[Data items]
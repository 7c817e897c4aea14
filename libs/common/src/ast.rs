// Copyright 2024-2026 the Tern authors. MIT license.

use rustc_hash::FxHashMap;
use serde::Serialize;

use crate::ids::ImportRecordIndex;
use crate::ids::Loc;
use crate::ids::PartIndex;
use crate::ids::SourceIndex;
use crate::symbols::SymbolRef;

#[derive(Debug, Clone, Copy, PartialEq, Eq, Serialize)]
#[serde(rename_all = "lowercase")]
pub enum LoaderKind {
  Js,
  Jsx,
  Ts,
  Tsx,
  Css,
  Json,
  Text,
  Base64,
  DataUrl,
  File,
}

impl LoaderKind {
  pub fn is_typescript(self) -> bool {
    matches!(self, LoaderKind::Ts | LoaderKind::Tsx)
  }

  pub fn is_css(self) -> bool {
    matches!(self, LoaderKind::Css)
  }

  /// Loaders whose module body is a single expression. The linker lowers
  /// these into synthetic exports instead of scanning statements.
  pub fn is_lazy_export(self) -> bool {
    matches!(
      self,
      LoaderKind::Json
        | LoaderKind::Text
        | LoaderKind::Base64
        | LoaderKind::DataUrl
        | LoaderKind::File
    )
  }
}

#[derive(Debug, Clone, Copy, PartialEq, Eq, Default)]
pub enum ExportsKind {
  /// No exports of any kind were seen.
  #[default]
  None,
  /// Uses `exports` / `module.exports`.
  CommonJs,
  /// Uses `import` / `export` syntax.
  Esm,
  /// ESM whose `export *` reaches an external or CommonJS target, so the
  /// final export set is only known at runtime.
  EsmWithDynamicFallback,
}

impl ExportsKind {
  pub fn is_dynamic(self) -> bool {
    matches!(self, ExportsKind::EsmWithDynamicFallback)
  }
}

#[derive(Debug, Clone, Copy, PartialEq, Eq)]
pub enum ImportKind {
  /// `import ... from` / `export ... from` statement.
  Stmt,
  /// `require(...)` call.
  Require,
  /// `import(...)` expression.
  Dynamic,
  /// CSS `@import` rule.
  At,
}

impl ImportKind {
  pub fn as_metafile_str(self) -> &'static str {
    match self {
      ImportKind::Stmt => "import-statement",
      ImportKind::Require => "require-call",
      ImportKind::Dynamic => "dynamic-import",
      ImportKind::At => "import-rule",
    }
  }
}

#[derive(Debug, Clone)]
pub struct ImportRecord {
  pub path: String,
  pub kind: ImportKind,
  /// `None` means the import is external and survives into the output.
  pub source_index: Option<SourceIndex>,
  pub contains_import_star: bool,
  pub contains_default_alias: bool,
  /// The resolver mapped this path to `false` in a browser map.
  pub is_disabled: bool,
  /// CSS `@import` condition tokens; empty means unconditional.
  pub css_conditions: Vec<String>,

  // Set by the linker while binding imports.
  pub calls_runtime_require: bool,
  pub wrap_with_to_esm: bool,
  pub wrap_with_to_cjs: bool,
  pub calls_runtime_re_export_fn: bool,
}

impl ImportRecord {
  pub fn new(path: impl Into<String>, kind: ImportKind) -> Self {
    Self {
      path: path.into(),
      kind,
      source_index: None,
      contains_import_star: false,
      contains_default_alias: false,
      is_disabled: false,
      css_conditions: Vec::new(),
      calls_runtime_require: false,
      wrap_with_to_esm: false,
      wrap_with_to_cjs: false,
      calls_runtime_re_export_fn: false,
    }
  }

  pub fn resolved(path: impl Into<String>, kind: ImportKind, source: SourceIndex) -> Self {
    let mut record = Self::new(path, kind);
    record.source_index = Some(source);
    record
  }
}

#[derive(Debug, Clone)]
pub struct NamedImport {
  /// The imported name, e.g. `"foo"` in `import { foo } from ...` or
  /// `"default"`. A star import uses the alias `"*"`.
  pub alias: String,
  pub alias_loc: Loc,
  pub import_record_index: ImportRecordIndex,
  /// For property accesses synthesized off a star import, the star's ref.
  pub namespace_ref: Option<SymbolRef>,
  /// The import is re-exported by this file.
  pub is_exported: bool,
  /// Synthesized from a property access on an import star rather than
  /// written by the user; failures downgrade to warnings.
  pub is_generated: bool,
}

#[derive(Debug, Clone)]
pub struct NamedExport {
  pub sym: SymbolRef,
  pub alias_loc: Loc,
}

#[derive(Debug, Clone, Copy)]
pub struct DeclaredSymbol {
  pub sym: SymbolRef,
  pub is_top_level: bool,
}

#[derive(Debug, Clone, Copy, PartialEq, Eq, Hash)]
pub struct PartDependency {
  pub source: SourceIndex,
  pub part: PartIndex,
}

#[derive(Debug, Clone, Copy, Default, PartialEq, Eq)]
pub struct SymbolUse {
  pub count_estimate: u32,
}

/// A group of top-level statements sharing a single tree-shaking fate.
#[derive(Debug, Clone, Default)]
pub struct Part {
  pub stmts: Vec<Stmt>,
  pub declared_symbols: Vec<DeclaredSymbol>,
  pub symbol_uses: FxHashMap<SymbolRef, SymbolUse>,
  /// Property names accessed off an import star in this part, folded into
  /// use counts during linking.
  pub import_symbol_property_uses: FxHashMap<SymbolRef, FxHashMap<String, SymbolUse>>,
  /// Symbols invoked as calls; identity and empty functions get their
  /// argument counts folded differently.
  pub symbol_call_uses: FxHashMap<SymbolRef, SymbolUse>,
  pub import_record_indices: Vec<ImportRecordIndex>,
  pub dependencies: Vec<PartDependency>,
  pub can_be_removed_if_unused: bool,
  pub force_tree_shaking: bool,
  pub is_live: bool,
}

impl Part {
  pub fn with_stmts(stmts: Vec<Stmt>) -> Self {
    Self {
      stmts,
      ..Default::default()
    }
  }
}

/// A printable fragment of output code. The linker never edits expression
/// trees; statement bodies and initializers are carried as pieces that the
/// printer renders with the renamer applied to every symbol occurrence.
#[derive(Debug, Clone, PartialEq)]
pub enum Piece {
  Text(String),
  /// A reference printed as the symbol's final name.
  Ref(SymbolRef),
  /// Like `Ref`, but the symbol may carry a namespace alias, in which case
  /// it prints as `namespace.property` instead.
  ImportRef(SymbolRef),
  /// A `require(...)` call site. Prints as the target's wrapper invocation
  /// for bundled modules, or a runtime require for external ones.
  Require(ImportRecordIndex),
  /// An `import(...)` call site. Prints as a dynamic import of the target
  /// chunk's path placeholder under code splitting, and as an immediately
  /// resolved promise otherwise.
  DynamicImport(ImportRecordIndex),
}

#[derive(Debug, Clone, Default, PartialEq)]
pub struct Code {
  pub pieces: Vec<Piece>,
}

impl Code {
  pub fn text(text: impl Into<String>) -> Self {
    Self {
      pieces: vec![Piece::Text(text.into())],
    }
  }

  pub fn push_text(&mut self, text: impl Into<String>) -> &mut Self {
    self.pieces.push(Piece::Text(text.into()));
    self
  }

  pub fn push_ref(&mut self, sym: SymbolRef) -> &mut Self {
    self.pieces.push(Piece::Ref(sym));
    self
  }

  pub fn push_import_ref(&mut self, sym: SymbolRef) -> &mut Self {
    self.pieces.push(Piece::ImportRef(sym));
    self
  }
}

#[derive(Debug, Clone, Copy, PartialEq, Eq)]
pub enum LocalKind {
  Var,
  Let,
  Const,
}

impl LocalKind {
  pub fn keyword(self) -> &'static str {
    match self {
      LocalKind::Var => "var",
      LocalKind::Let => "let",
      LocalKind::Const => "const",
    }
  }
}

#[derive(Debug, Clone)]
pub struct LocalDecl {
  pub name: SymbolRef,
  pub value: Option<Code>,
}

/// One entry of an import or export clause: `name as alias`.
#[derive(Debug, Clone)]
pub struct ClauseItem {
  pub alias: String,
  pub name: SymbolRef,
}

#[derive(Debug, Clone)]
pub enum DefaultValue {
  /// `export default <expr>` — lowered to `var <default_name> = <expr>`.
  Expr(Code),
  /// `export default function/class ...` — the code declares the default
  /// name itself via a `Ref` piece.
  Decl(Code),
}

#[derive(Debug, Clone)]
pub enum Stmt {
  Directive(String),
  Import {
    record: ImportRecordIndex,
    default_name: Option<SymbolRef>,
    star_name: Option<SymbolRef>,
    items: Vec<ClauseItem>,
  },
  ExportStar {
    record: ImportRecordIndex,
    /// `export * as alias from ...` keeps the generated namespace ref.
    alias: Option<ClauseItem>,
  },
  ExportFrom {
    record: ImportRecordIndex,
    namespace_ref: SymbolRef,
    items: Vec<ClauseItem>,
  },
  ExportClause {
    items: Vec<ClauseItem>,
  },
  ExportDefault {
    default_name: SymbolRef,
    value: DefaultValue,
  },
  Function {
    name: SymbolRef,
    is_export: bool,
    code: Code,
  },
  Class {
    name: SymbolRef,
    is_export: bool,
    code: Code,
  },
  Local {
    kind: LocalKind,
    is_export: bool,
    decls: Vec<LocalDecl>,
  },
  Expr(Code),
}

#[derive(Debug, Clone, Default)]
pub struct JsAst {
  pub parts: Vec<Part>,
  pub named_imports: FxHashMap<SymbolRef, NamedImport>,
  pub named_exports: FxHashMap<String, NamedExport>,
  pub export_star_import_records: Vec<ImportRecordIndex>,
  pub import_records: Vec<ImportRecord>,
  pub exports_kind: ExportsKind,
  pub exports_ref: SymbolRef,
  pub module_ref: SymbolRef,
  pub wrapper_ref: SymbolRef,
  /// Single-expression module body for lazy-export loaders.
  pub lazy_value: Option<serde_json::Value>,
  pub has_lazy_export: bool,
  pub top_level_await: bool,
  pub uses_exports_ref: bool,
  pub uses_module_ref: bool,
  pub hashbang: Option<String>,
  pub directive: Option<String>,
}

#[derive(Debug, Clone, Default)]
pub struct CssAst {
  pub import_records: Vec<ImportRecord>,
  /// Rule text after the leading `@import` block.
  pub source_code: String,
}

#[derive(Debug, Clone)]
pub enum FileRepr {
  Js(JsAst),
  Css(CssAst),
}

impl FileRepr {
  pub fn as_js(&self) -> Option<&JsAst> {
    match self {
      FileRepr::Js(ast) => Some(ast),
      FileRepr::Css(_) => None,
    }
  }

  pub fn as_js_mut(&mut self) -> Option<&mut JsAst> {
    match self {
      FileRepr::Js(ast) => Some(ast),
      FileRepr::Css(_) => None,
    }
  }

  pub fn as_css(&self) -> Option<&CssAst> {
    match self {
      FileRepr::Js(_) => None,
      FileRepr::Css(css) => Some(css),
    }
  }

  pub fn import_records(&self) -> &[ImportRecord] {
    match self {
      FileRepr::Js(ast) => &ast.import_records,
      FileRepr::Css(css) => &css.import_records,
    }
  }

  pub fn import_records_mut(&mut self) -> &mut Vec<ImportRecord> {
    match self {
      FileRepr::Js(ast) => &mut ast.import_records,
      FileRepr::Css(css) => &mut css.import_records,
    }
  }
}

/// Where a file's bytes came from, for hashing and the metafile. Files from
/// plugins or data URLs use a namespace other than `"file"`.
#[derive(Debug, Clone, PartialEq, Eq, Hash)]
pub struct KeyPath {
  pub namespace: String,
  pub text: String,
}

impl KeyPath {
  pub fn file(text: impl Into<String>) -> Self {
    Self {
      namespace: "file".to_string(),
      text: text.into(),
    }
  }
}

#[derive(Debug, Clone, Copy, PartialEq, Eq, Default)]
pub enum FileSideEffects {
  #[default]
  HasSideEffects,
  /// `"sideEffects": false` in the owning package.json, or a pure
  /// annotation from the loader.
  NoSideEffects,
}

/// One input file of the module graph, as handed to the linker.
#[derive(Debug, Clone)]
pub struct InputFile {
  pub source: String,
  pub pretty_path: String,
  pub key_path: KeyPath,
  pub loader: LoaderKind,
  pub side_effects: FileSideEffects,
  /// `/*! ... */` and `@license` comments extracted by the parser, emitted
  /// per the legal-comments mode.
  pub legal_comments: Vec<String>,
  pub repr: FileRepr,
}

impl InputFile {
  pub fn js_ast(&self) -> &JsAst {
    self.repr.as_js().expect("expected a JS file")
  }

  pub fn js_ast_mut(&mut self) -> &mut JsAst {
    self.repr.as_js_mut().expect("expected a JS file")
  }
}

### Work to complete
Please work out how many lines above carry "false", writing only the result.

### Exercise output
9